= Exercise directions =
Write each record again exactly as it stands.

(Records from a data source)
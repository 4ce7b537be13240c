//! Writes a syntax tree back out as FTL text.
//!
//! Output is canonical: a document that is already in canonical form comes
//! back byte for byte, and anything else is normalized such that a second
//! pass changes nothing.

use crate::language::*;

use super::syntax::Syntax;
use super::writer::{SerializeError, Writer};

/// Convert the syntax tree into tagged fragments, ready to be rendered.
pub fn format(body: &Body) -> Result<Writer, SerializeError> {
    let mut output = Formatter::new();

    output.append_body(body)?;

    Ok(output.writer)
}

struct Formatter {
    writer: Writer,
}

impl Formatter {
    fn new() -> Formatter {
        Formatter {
            writer: Writer::new(),
        }
    }

    fn append(&mut self, syntax: Syntax, content: &str) {
        self.writer
            .write(syntax, content);
    }

    fn append_body(&mut self, body: &Body) -> Result<(), SerializeError> {
        for entry in &body.entries {
            self.append_entry(entry)?;
        }
        Ok(())
    }

    fn append_entry(&mut self, entry: &Entry) -> Result<(), SerializeError> {
        match entry {
            Entry::Message(message) => self.append_message(message),
            Entry::Section(section) => {
                self.append_section(section);
                Ok(())
            }
            Entry::Comment(comment) => {
                self.append_comment(comment);
                Ok(())
            }
        }
    }

    fn append_comment(&mut self, comment: &Comment) {
        for line in comment.lines() {
            self.append(Syntax::Comment, "#");
            self.writer
                .write_line(Syntax::Comment, line);
        }
    }

    fn append_section(&mut self, section: &Section) {
        if let Some(comment) = &section.comment {
            self.append_comment(comment);
        }
        self.append(Syntax::Structure, "[[ ");
        self.append(Syntax::Section, &section.keyword.0);
        self.writer
            .write_line(Syntax::Structure, " ]]");
    }

    fn append_message(&mut self, message: &Message) -> Result<(), SerializeError> {
        if let Some(comment) = &message.comment {
            self.append_comment(comment);
        }

        self.append(Syntax::Identifier, &message.identifier.0);
        self.append(Syntax::Operator, " =");

        if let Some(pattern) = message
            .value
            .pattern()
        {
            self.append_leading_pattern(pattern)?;
        }
        if let Some(members) = message
            .value
            .members()
        {
            self.append_member_list(members)?;
        }

        self.writer
            .newline();
        Ok(())
    }

    /// A pattern following "=" or a member key. Block text starts on a line
    /// of its own, so gets no separating space.
    fn append_leading_pattern(&mut self, pattern: &Pattern) -> Result<(), SerializeError> {
        let block = matches!(
            pattern
                .elements
                .first(),
            Some(Element::Block(_))
        );
        if !block {
            self.append(Syntax::Neutral, " ");
        }
        self.append_pattern(pattern)
    }

    fn append_pattern(&mut self, pattern: &Pattern) -> Result<(), SerializeError> {
        if pattern.quoted {
            self.append(Syntax::Quote, "\"");
        }
        for element in &pattern.elements {
            self.append_element(element)?;
        }
        if pattern.quoted {
            self.append(Syntax::Quote, "\"");
        }
        Ok(())
    }

    fn append_element(&mut self, element: &Element) -> Result<(), SerializeError> {
        match element {
            Element::Text(text) => self.append(Syntax::Text, text),
            Element::QuotedText(text) => self.append(Syntax::Quote, text),
            Element::Placeable(placeable) => self.append_placeable(placeable)?,
            Element::Block(block) => self.append_block(block)?,
        }
        Ok(())
    }

    fn append_block(&mut self, block: &BlockText) -> Result<(), SerializeError> {
        self.writer
            .increase_indent();
        for line in &block.lines {
            self.writer
                .newline();
            self.writer
                .write_indent();
            self.writer
                .write_char(Syntax::Structure, '|');
            if !line.is_empty() {
                self.writer
                    .write_char(Syntax::Neutral, ' ');
            }
            for element in line {
                self.append_element(element)?;
            }
        }
        self.writer
            .decrease_indent()
    }

    fn append_placeable(&mut self, placeable: &Placeable) -> Result<(), SerializeError> {
        self.append(Syntax::Structure, "{ ");

        // a select expression ends with its member list, so whatever
        // follows it goes on a new line
        let mut after_select = false;
        for (i, expression) in placeable
            .expressions
            .iter()
            .enumerate()
        {
            if i > 0 {
                self.append(Syntax::Structure, ", ");
            }
            self.append_expression(expression)?;

            after_select = matches!(expression, Expression::Select(_));
            if after_select {
                self.writer
                    .newline();
                self.writer
                    .write_indent();
            }
        }

        if after_select {
            self.append(Syntax::Structure, "}");
        } else {
            self.append(Syntax::Structure, " }");
        }
        Ok(())
    }

    fn append_expression(&mut self, expression: &Expression) -> Result<(), SerializeError> {
        match expression {
            Expression::Reference(identifier) => {
                self.append(Syntax::Identifier, &identifier.0);
            }
            Expression::Variable(identifier) => {
                self.append(Syntax::Variable, "$");
                self.append(Syntax::Variable, &identifier.0);
            }
            Expression::Member(member) => {
                self.append(Syntax::Identifier, &member.identifier.0);
                self.append(Syntax::Structure, "[");
                self.append(Syntax::Keyword, &member.keyword.0);
                self.append(Syntax::Structure, "]");
            }
            Expression::Call(call) => self.append_call(call)?,
            Expression::Number(number) => self.append_number(number),
            Expression::Pattern(pattern) => self.append_pattern(pattern)?,
            Expression::Select(select) => {
                self.append_expression(&select.selector)?;
                self.append(Syntax::Operator, " ->");
                self.append_member_list(&select.members)?;
            }
        }
        Ok(())
    }

    fn append_number(&mut self, number: &Number) {
        self.append(Syntax::Numeric, &number.0.to_string());
    }

    fn append_call(&mut self, call: &CallExpression) -> Result<(), SerializeError> {
        self.append(Syntax::Builtin, &call.builtin.0);
        self.append(Syntax::Structure, "(");
        for (i, argument) in call
            .arguments
            .iter()
            .enumerate()
        {
            if i > 0 {
                self.append(Syntax::Structure, ", ");
            }
            match argument {
                Argument::Expression(expression) => self.append_expression(expression)?,
                Argument::Keyword(keyword) => {
                    self.append(Syntax::Identifier, &keyword.identifier.0);
                    self.append(Syntax::Operator, " = ");
                    self.append_pattern(&keyword.value)?;
                }
            }
        }
        self.append(Syntax::Structure, ")");
        Ok(())
    }

    fn append_member_list(&mut self, list: &MemberList) -> Result<(), SerializeError> {
        self.writer
            .increase_indent();
        for member in list.members() {
            self.writer
                .newline();
            self.writer
                .write_indent();
            self.append_member(member)?;
        }
        self.writer
            .decrease_indent()
    }

    fn append_member(&mut self, member: &Member) -> Result<(), SerializeError> {
        if member.is_default {
            self.append(Syntax::Operator, "*");
        }
        self.append(Syntax::Structure, "[");
        match &member.key {
            MemberKey::Identifier(identifier) => self.append(Syntax::Keyword, &identifier.0),
            MemberKey::Attribute(attribute) => {
                self.append(Syntax::Identifier, &attribute.identifier.0);
                self.append(Syntax::Structure, "/");
                self.append(Syntax::Keyword, &attribute.keyword.0);
            }
            MemberKey::Number(number) => self.append_number(number),
        }
        self.append(Syntax::Structure, "]");
        self.append_leading_pattern(&member.pattern)
    }
}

= Output below =
repository 4ce7b537be13240c
//! Writes a syntax tree back out as FTL text.
//!
//! Output is canonical: a document that is already in canonical form comes
//! back byte for byte, and anything else is normalized such that a second
//! pass changes nothing.

use crate::language::*;

use super::syntax::Syntax;
use super::writer::{SerializeError, Writer};

/// Convert the syntax tree into tagged fragments, ready to be rendered.
pub fn format(body: &Body) -> Result<Writer, SerializeError> {
    let mut output = Formatter::new();

    output.append_body(body)?;

    Ok(output.writer)
}

struct Formatter {
    writer: Writer,
}

impl Formatter {
    fn new() -> Formatter {
        Formatter {
            writer: Writer::new(),
        }
    }

    fn append(&mut self, syntax: Syntax, content: &str) {
        self.writer
            .write(syntax, content);
    }

    fn append_body(&mut self, body: &Body) -> Result<(), SerializeError> {
        for entry in &body.entries {
            self.append_entry(entry)?;
        }
        Ok(())
    }

    fn append_entry(&mut self, entry: &Entry) -> Result<(), SerializeError> {
        match entry {
            Entry::Message(message) => self.append_message(message),
            Entry::Section(section) => {
                self.append_section(section);
                Ok(())
            }
            Entry::Comment(comment) => {
                self.append_comment(comment);
                Ok(())
            }
        }
    }

    fn append_comment(&mut self, comment: &Comment) {
        for line in comment.lines() {
            self.append(Syntax::Comment, "#");
            self.writer
                .write_line(Syntax::Comment, line);
        }
    }

    fn append_section(&mut self, section: &Section) {
        if let Some(comment) = &section.comment {
            self.append_comment(comment);
        }
        self.append(Syntax::Structure, "[[ ");
        self.append(Syntax::Section, &section.keyword.0);
        self.writer
            .write_line(Syntax::Structure, " ]]");
    }

    fn append_message(&mut self, message: &Message) -> Result<(), SerializeError> {
        if let Some(comment) = &message.comment {
            self.append_comment(comment);
        }

        self.append(Syntax::Identifier, &message.identifier.0);
        self.append(Syntax::Operator, " =");

        if let Some(pattern) = message
            .value
            .pattern()
        {
            self.append_leading_pattern(pattern)?;
        }
        if let Some(members) = message
            .value
            .members()
        {
            self.append_member_list(members)?;
        }

        self.writer
            .newline();
        Ok(())
    }

    /// A pattern following "=" or a member key. Block text starts on a line
    /// of its own, so gets no separating space.
    fn append_leading_pattern(&mut self, pattern: &Pattern) -> Result<(), SerializeError> {
        let block = matches!(
            pattern
                .elements
                .first(),
            Some(Element::Block(_))
        );
        if !block {
            self.append(Syntax::Neutral, " ");
        }
        self.append_pattern(pattern)
    }

    fn append_pattern(&mut self, pattern: &Pattern) -> Result<(), SerializeError> {
        if pattern.quoted {
            self.append(Syntax::Quote, "\"");
        }
        for element in &pattern.elements {
            self.append_element(element)?;
        }
        if pattern.quoted {
            self.append(Syntax::Quote, "\"");
        }
        Ok(())
    }

    fn append_element(&mut self, element: &Element) -> Result<(), SerializeError> {
        match element {
            Element::Text(text) => self.append(Syntax::Text, text),
            Element::QuotedText(text) => self.append(Syntax::Quote, text),
            Element::Placeable(placeable) => self.append_placeable(placeable)?,
            Element::Block(block) => self.append_block(block)?,
        }
        Ok(())
    }

    fn append_block(&mut self, block: &BlockText) -> Result<(), SerializeError> {
        self.writer
            .increase_indent();
        for line in &block.lines {
            self.writer
                .newline();
            self.writer
                .write_indent();
            self.writer
                .write_char(Syntax::Structure, '|');
            if !line.is_empty() {
                self.writer
                    .write_char(Syntax::Neutral, ' ');
            }
            for element in line {
                self.append_element(element)?;
            }
        }
        self.writer
            .decrease_indent()
    }

    fn append_placeable(&mut self, placeable: &Placeable) -> Result<(), SerializeError> {
        self.append(Syntax::Structure, "{ ");

        // a select expression ends with its member list, so whatever
        // follows it goes on a new line
        let mut after_select = false;
        for (i, expression) in placeable
            .expressions
            .iter()
            .enumerate()
        {
            if i > 0 {
                self.append(Syntax::Structure, ", ");
            }
            self.append_expression(expression)?;

            after_select = matches!(expression, Expression::Select(_));
            if after_select {
                self.writer
                    .newline();
                self.writer
                    .write_indent();
            }
        }

        if after_select {
            self.append(Syntax::Structure, "}");
        } else {
            self.append(Syntax::Structure, " }");
        }
        Ok(())
    }

    fn append_expression(&mut self, expression: &Expression) -> Result<(), SerializeError> {
        match expression {
            Expression::Reference(identifier) => {
                self.append(Syntax::Identifier, &identifier.0);
            }
            Expression::Variable(identifier) => {
                self.append(Syntax::Variable, "$");
                self.append(Syntax::Variable, &identifier.0);
            }
            Expression::Member(member) => {
                self.append(Syntax::Identifier, &member.identifier.0);
                self.append(Syntax::Structure, "[");
                self.append(Syntax::Keyword, &member.keyword.0);
                self.append(Syntax::Structure, "]");
            }
            Expression::Call(call) => self.append_call(call)?,
            Expression::Number(number) => self.append_number(number),
            Expression::Pattern(pattern) => self.append_pattern(pattern)?,
            Expression::Select(select) => {
                self.append_expression(&select.selector)?;
                self.append(Syntax::Operator, " ->");
                self.append_member_list(&select.members)?;
            }
        }
        Ok(())
    }

    fn append_number(&mut self, number: &Number) {
        self.append(Syntax::Numeric, &number.0.to_string());
    }

    fn append_call(&mut self, call: &CallExpression) -> Result<(), SerializeError> {
        self.append(Syntax::Builtin, &call.builtin.0);
        self.append(Syntax::Structure, "(");
        for (i, argument) in call
            .arguments
            .iter()
            .enumerate()
        {
            if i > 0 {
                self.append(Syntax::Structure, ", ");
            }
            match argument {
                Argument::Expression(expression) => self.append_expression(expression)?,
                Argument::Keyword(keyword) => {
                    self.append(Syntax::Identifier, &keyword.identifier.0);
                    self.append(Syntax::Operator, " = ");
                    self.append_pattern(&keyword.value)?;
                }
            }
        }
        self.append(Syntax::Structure, ")");
        Ok(())
    }

    fn append_member_list(&mut self, list: &MemberList) -> Result<(), SerializeError> {
        self.writer
            .increase_indent();
        for member in list.members() {
            self.writer
                .newline();
            self.writer
                .write_indent();
            self.append_member(member)?;
        }
        self.writer
            .decrease_indent()
    }

    fn append_member(&mut self, member: &Member) -> Result<(), SerializeError> {
        if member.is_default {
            self.append(Syntax::Operator, "*");
        }
        self.append(Syntax::Structure, "[");
        match &member.key {
            MemberKey::Identifier(identifier) => self.append(Syntax::Keyword, &identifier.0),
            MemberKey::Attribute(attribute) => {
                self.append(Syntax::Identifier, &attribute.identifier.0);
                self.append(Syntax::Structure, "/");
                self.append(Syntax::Keyword, &attribute.keyword.0);
            }
            MemberKey::Number(number) => self.append_number(number),
        }
        self.append(Syntax::Structure, "]");
        self.append_leading_pattern(&member.pattern)
    }
}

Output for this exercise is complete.